*** DATA FOR PROCESSING

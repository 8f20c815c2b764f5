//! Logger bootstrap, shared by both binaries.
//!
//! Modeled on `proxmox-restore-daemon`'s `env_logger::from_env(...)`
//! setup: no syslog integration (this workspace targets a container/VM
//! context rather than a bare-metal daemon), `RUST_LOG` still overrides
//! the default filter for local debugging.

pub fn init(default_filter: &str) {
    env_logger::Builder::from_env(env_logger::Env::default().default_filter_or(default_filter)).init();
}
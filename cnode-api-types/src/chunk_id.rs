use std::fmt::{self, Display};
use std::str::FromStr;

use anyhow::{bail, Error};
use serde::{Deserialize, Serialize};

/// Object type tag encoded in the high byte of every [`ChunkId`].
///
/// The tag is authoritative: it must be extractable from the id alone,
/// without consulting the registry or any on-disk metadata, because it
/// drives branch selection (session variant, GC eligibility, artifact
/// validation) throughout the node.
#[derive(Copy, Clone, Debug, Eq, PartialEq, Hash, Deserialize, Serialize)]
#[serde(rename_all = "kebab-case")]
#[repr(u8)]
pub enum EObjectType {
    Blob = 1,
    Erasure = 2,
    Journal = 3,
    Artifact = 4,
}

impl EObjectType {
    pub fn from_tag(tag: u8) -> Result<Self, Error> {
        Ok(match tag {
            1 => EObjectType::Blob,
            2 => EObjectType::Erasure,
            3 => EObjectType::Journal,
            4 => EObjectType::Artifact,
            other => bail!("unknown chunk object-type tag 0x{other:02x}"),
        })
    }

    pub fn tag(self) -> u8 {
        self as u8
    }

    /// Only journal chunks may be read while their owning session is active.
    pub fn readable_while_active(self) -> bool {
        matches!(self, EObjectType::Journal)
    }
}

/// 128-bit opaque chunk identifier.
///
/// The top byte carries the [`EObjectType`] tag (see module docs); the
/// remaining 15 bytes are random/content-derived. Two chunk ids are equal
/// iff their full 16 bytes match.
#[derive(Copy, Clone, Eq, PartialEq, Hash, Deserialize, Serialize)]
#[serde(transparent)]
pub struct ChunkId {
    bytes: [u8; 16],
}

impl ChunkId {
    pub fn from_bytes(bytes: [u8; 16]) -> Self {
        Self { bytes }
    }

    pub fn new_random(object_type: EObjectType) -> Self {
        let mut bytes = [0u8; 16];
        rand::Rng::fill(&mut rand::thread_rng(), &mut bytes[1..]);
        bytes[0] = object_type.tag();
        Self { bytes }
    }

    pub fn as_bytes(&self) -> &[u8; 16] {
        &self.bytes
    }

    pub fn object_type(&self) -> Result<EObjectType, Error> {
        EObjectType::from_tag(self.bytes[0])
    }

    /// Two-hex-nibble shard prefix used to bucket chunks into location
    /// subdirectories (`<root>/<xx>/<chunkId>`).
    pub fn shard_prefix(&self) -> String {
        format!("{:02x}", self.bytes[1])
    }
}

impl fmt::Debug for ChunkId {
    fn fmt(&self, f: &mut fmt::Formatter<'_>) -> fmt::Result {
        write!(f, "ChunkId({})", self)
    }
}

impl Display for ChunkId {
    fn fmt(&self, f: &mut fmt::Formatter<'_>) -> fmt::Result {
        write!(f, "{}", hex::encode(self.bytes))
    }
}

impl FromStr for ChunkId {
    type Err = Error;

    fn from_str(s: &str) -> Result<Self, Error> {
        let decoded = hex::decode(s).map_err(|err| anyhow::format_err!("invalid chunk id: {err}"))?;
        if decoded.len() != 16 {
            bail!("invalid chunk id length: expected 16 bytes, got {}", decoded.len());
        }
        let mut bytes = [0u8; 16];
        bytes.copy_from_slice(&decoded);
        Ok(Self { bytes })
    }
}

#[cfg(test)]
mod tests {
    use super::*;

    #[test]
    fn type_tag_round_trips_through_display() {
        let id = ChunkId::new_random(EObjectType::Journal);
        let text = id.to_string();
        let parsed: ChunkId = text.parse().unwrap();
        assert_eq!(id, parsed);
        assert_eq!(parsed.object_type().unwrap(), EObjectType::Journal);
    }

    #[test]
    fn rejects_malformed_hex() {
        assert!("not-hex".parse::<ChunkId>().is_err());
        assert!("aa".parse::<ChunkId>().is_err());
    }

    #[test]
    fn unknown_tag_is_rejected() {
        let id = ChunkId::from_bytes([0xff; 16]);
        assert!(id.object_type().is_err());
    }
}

******
*** DATA FOR PROCESSING

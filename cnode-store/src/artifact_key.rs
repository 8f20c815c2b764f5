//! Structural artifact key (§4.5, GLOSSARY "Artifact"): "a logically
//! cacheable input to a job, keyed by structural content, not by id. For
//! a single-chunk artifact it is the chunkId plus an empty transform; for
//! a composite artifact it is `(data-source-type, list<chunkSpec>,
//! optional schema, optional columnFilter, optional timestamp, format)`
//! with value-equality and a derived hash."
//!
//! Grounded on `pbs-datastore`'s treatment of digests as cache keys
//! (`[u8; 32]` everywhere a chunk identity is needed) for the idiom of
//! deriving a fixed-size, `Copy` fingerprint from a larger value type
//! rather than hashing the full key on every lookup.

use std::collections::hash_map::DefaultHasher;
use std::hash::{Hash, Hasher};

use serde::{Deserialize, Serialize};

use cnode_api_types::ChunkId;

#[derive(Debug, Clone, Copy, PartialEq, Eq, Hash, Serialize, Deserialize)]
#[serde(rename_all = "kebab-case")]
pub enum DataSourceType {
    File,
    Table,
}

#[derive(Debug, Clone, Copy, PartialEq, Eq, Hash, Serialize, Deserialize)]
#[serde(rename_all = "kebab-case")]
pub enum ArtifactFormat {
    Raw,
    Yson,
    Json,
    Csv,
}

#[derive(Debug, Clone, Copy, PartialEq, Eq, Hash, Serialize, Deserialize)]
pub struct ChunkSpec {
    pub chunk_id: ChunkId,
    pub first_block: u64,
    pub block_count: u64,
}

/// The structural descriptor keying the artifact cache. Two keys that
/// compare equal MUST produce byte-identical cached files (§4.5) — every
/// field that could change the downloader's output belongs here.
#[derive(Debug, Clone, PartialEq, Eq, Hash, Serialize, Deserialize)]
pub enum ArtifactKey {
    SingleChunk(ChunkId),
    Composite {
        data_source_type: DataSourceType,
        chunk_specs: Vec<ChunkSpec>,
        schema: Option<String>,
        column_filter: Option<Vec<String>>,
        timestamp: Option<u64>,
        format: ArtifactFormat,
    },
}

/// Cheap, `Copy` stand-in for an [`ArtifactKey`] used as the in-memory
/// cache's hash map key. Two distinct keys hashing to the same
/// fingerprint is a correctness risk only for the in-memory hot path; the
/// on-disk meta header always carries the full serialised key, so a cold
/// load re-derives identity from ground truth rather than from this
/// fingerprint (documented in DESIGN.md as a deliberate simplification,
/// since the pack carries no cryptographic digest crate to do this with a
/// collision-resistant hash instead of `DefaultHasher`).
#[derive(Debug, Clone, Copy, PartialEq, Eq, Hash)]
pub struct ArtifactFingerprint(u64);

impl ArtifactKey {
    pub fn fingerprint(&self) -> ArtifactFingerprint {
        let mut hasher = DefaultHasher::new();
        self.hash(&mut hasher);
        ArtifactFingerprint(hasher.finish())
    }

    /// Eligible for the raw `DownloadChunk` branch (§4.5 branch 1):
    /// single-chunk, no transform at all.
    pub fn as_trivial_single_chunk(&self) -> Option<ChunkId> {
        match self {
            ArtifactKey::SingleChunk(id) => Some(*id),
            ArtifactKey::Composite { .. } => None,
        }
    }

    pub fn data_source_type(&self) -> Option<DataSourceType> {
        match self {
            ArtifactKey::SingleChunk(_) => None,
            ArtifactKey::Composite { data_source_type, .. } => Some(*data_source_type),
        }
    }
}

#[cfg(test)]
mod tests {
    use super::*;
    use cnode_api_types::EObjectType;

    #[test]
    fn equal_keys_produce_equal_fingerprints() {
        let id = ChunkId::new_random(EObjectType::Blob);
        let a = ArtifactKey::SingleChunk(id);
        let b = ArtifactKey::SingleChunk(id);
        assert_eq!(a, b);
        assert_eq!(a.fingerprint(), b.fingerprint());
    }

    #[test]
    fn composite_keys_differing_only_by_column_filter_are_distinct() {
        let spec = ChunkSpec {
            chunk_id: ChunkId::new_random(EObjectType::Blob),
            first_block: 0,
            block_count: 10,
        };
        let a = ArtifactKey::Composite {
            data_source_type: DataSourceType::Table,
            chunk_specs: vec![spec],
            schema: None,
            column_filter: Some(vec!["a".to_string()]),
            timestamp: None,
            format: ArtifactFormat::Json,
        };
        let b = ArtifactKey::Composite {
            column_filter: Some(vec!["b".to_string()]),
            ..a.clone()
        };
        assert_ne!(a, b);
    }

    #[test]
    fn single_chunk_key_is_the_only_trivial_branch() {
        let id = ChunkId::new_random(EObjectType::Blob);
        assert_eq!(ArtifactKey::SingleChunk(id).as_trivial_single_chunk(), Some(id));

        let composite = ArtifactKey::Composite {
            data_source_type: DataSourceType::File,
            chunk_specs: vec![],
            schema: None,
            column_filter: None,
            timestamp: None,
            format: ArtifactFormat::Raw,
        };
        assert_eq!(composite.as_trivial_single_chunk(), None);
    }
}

******

● THE TASK
In the entries above, identify every line with the word "rather". Copy those lines.

● WRITTEN RESPONSE
//! context rather than a bare-metal daemon), `RUST_LOG` still overrides
//! rather than hashing the full key on every lookup.
/// load re-derives identity from ground truth rather than from this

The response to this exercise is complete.